- _Assignment_
Without changing a single word, set down all of the records.

- _Dataset records_
——
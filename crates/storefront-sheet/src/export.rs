//! Catalog export to `.xlsx` and JSON.
//!
//! The workbook layout is the import layout: header row, then
//! Model, Brand, Category, Price, Color, GB with the capacity unit stripped.
//! Storage that does not apply is written as `N/A` so the row keeps all six
//! cells on re-import.

use std::path::Path;

use rust_xlsxwriter::{Workbook, Worksheet};
use storefront_core::{Product, NOT_APPLICABLE_LABEL};

use crate::error::SheetError;

pub const DEFAULT_EXPORT_FILE: &str = "products.xlsx";
pub const EXPORT_SHEET_NAME: &str = "Products";
pub const EXPORT_HEADER: [&str; 6] = ["Model", "Brand", "Category", "Price", "Color", "GB"];

/// Highest data row a worksheet can hold below the header.
const MAX_DATA_ROWS: u32 = 1_048_575;

fn build_workbook(products: &[Product]) -> Result<Workbook, SheetError> {
    if products.len() > MAX_DATA_ROWS as usize {
        return Err(SheetError::TooManyRows {
            rows: products.len(),
            max: MAX_DATA_ROWS,
        });
    }

    let mut workbook = Workbook::new();
    let worksheet = workbook.add_worksheet();
    worksheet.set_name(EXPORT_SHEET_NAME)?;

    for (col, title) in (0u16..).zip(EXPORT_HEADER) {
        worksheet.write_string(0, col, title)?;
    }

    for (row, product) in (1u32..).zip(products) {
        write_text(worksheet, row, 0, &product.model)?;
        write_text(worksheet, row, 1, &product.brand)?;
        write_text(worksheet, row, 2, &product.category)?;
        worksheet.write_number(row, 3, product.price)?;
        write_text(worksheet, row, 4, &product.color)?;
        let capacity = product.storage.capacity().unwrap_or(NOT_APPLICABLE_LABEL);
        write_text(worksheet, row, 5, capacity)?;
    }

    Ok(workbook)
}

/// Blank labels are left as empty cells so they re-import as blank.
fn write_text(worksheet: &mut Worksheet, row: u32, col: u16, text: &str) -> Result<(), SheetError> {
    if !text.is_empty() {
        worksheet.write_string(row, col, text)?;
    }
    Ok(())
}

/// Writes `products` to an `.xlsx` workbook at `path`.
///
/// # Errors
///
/// Returns [`SheetError::Write`] if the workbook cannot be built or saved.
pub fn export_xlsx(products: &[Product], path: &Path) -> Result<(), SheetError> {
    let mut workbook = build_workbook(products)?;
    workbook.save(path)?;
    tracing::info!(path = %path.display(), exported = products.len(), "exported catalog workbook");
    Ok(())
}

/// Builds the export workbook in memory.
///
/// # Errors
///
/// Returns [`SheetError::Write`] if the workbook cannot be built.
pub fn export_xlsx_to_buffer(products: &[Product]) -> Result<Vec<u8>, SheetError> {
    let mut workbook = build_workbook(products)?;
    Ok(workbook.save_to_buffer()?)
}

/// Pretty-printed JSON for `products`.
///
/// # Errors
///
/// Returns [`SheetError::Json`] if serialization fails.
pub fn to_json_string(products: &[Product]) -> Result<String, SheetError> {
    serde_json::to_string_pretty(products).map_err(|source| SheetError::Json {
        context: "catalog".to_string(),
        source,
    })
}

/// Writes `products` as pretty-printed UTF-8 JSON to `path`.
///
/// # Errors
///
/// Returns [`SheetError::Json`] on serialization failure or
/// [`SheetError::Io`] if the file cannot be written.
pub fn export_json(products: &[Product], path: &Path) -> Result<(), SheetError> {
    let json = to_json_string(products)?;
    std::fs::write(path, json).map_err(|source| SheetError::Io {
        path: path.display().to_string(),
        source,
    })?;
    tracing::info!(path = %path.display(), exported = products.len(), "exported catalog json");
    Ok(())
}
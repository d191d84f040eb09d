use thiserror::Error;

#[derive(Debug, Error)]
pub enum SheetError {
    #[error("I/O error for {path}: {source}")]
    Io {
        path: String,
        #[source]
        source: std::io::Error,
    },

    #[error("could not read workbook {context}: {source}")]
    Workbook {
        context: String,
        #[source]
        source: calamine::XlsxError,
    },

    #[error("workbook {context} has no worksheets")]
    NoWorksheet { context: String },

    #[error("failed to write workbook: {0}")]
    Write(#[from] rust_xlsxwriter::XlsxError),

    #[error("catalog has {rows} products; a worksheet holds at most {max}")]
    TooManyRows { rows: usize, max: u32 },

    #[error("JSON error for {context}: {source}")]
    Json {
        context: String,
        #[source]
        source: serde_json::Error,
    },

    #[error("HTTP error: {0}")]
    Http(#[from] reqwest::Error),

    #[error("unexpected HTTP status {status} from {url}")]
    UnexpectedStatus { status: u16, url: String },
}
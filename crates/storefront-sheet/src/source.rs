use std::path::{Path, PathBuf};

use storefront_core::Product;

use crate::error::SheetError;
use crate::fetch::WorkbookFetcher;
use crate::reader::{load_products_from_json, load_products_from_path};
use crate::rows::ImportOptions;

/// Where a catalog is imported from.
#[derive(Debug, Clone, PartialEq, Eq)]
pub enum ImportSource {
    /// Local `.xlsx` workbook, or a `.json` catalog written by export.
    Path(PathBuf),
    /// `http://` or `https://` workbook URL.
    Url(String),
}

impl ImportSource {
    #[must_use]
    pub fn parse(raw: &str) -> Self {
        let trimmed = raw.trim();
        let lower = trimmed.to_ascii_lowercase();
        if lower.starts_with("http://") || lower.starts_with("https://") {
            ImportSource::Url(trimmed.to_string())
        } else {
            ImportSource::Path(PathBuf::from(trimmed))
        }
    }

    /// Imports the catalog from this source.
    ///
    /// # Errors
    ///
    /// Propagates fetch, file and workbook errors for the source type.
    pub async fn load(
        &self,
        fetcher: &WorkbookFetcher,
        opts: &ImportOptions,
    ) -> Result<Vec<Product>, SheetError> {
        match self {
            ImportSource::Url(url) => fetcher.fetch_products(url, opts).await,
            ImportSource::Path(path) if is_json(path) => load_products_from_json(path),
            ImportSource::Path(path) => load_products_from_path(path, opts),
        }
    }
}

impl std::fmt::Display for ImportSource {
    fn fmt(&self, f: &mut std::fmt::Formatter<'_>) -> std::fmt::Result {
        match self {
            ImportSource::Path(path) => write!(f, "{}", path.display()),
            ImportSource::Url(url) => f.write_str(url),
        }
    }
}

fn is_json(path: &Path) -> bool {
    path.extension()
        .and_then(|e| e.to_str())
        .is_some_and(|e| e.eq_ignore_ascii_case("json"))
}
——
- _Solution to this exercise_
filename crates/storefront-sheet/src/export.rs
//! Catalog export to `.xlsx` and JSON.
//!
//! The workbook layout is the import layout: header row, then
//! Model, Brand, Category, Price, Color, GB with the capacity unit stripped.
//! Storage that does not apply is written as `N/A` so the row keeps all six
//! cells on re-import.

use std::path::Path;

use rust_xlsxwriter::{Workbook, Worksheet};
use storefront_core::{Product, NOT_APPLICABLE_LABEL};

use crate::error::SheetError;

pub const DEFAULT_EXPORT_FILE: &str = "products.xlsx";
pub const EXPORT_SHEET_NAME: &str = "Products";
pub const EXPORT_HEADER: [&str; 6] = ["Model", "Brand", "Category", "Price", "Color", "GB"];

/// Highest data row a worksheet can hold below the header.
const MAX_DATA_ROWS: u32 = 1_048_575;

fn build_workbook(products: &[Product]) -> Result<Workbook, SheetError> {
    if products.len() > MAX_DATA_ROWS as usize {
        return Err(SheetError::TooManyRows {
            rows: products.len(),
            max: MAX_DATA_ROWS,
        });
    }

    let mut workbook = Workbook::new();
    let worksheet = workbook.add_worksheet();
    worksheet.set_name(EXPORT_SHEET_NAME)?;

    for (col, title) in (0u16..).zip(EXPORT_HEADER) {
        worksheet.write_string(0, col, title)?;
    }

    for (row, product) in (1u32..).zip(products) {
        write_text(worksheet, row, 0, &product.model)?;
        write_text(worksheet, row, 1, &product.brand)?;
        write_text(worksheet, row, 2, &product.category)?;
        worksheet.write_number(row, 3, product.price)?;
        write_text(worksheet, row, 4, &product.color)?;
        let capacity = product.storage.capacity().unwrap_or(NOT_APPLICABLE_LABEL);
        write_text(worksheet, row, 5, capacity)?;
    }

    Ok(workbook)
}

/// Blank labels are left as empty cells so they re-import as blank.
fn write_text(worksheet: &mut Worksheet, row: u32, col: u16, text: &str) -> Result<(), SheetError> {
    if !text.is_empty() {
        worksheet.write_string(row, col, text)?;
    }
    Ok(())
}

/// Writes `products` to an `.xlsx` workbook at `path`.
///
/// # Errors
///
/// Returns [`SheetError::Write`] if the workbook cannot be built or saved.
pub fn export_xlsx(products: &[Product], path: &Path) -> Result<(), SheetError> {
    let mut workbook = build_workbook(products)?;
    workbook.save(path)?;
    tracing::info!(path = %path.display(), exported = products.len(), "exported catalog workbook");
    Ok(())
}

/// Builds the export workbook in memory.
///
/// # Errors
///
/// Returns [`SheetError::Write`] if the workbook cannot be built.
pub fn export_xlsx_to_buffer(products: &[Product]) -> Result<Vec<u8>, SheetError> {
    let mut workbook = build_workbook(products)?;
    Ok(workbook.save_to_buffer()?)
}

/// Pretty-printed JSON for `products`.
///
/// # Errors
///
/// Returns [`SheetError::Json`] if serialization fails.
pub fn to_json_string(products: &[Product]) -> Result<String, SheetError> {
    serde_json::to_string_pretty(products).map_err(|source| SheetError::Json {
        context: "catalog".to_string(),
        source,
    })
}

/// Writes `products` as pretty-printed UTF-8 JSON to `path`.
///
/// # Errors
///
/// Returns [`SheetError::Json`] on serialization failure or
/// [`SheetError::Io`] if the file cannot be written.
pub fn export_json(products: &[Product], path: &Path) -> Result<(), SheetError> {
    let json = to_json_string(products)?;
    std::fs::write(path, json).map_err(|source| SheetError::Io {
        path: path.display().to_string(),
        source,
    })?;
    tracing::info!(path = %path.display(), exported = products.len(), "exported catalog json");
    Ok(())
}
repository d191d84f040eb09d
use thiserror::Error;

#[derive(Debug, Error)]
pub enum SheetError {
    #[error("I/O error for {path}: {source}")]
    Io {
        path: String,
        #[source]
        source: std::io::Error,
    },

    #[error("could not read workbook {context}: {source}")]
    Workbook {
        context: String,
        #[source]
        source: calamine::XlsxError,
    },

    #[error("workbook {context} has no worksheets")]
    NoWorksheet { context: String },

    #[error("failed to write workbook: {0}")]
    Write(#[from] rust_xlsxwriter::XlsxError),

    #[error("catalog has {rows} products; a worksheet holds at most {max}")]
    TooManyRows { rows: usize, max: u32 },

    #[error("JSON error for {context}: {source}")]
    Json {
        context: String,
        #[source]
        source: serde_json::Error,
    },

    #[error("HTTP error: {0}")]
    Http(#[from] reqwest::Error),

    #[error("unexpected HTTP status {status} from {url}")]
    UnexpectedStatus { status: u16, url: String },
}
filename crates/storefront-sheet/src/source.rs
use std::path::{Path, PathBuf};

use storefront_core::Product;

use crate::error::SheetError;
use crate::fetch::WorkbookFetcher;
use crate::reader::{load_products_from_json, load_products_from_path};
use crate::rows::ImportOptions;

/// Where a catalog is imported from.
#[derive(Debug, Clone, PartialEq, Eq)]
pub enum ImportSource {
    /// Local `.xlsx` workbook, or a `.json` catalog written by export.
    Path(PathBuf),
    /// `http://` or `https://` workbook URL.
    Url(String),
}

impl ImportSource {
    #[must_use]
    pub fn parse(raw: &str) -> Self {
        let trimmed = raw.trim();
        let lower = trimmed.to_ascii_lowercase();
        if lower.starts_with("http://") || lower.starts_with("https://") {
            ImportSource::Url(trimmed.to_string())
        } else {
            ImportSource::Path(PathBuf::from(trimmed))
        }
    }

    /// Imports the catalog from this source.
    ///
    /// # Errors
    ///
    /// Propagates fetch, file and workbook errors for the source type.
    pub async fn load(
        &self,
        fetcher: &WorkbookFetcher,
        opts: &ImportOptions,
    ) -> Result<Vec<Product>, SheetError> {
        match self {
            ImportSource::Url(url) => fetcher.fetch_products(url, opts).await,
            ImportSource::Path(path) if is_json(path) => load_products_from_json(path),
            ImportSource::Path(path) => load_products_from_path(path, opts),
        }
    }
}

impl std::fmt::Display for ImportSource {
    fn fmt(&self, f: &mut std::fmt::Formatter<'_>) -> std::fmt::Result {
        match self {
            ImportSource::Path(path) => write!(f, "{}", path.display()),
            ImportSource::Url(url) => f.write_str(url),
        }
    }
}

fn is_json(path: &Path) -> bool {
    path.extension()
        .and_then(|e| e.to_str())
        .is_some_and(|e| e.eq_ignore_ascii_case("json"))
}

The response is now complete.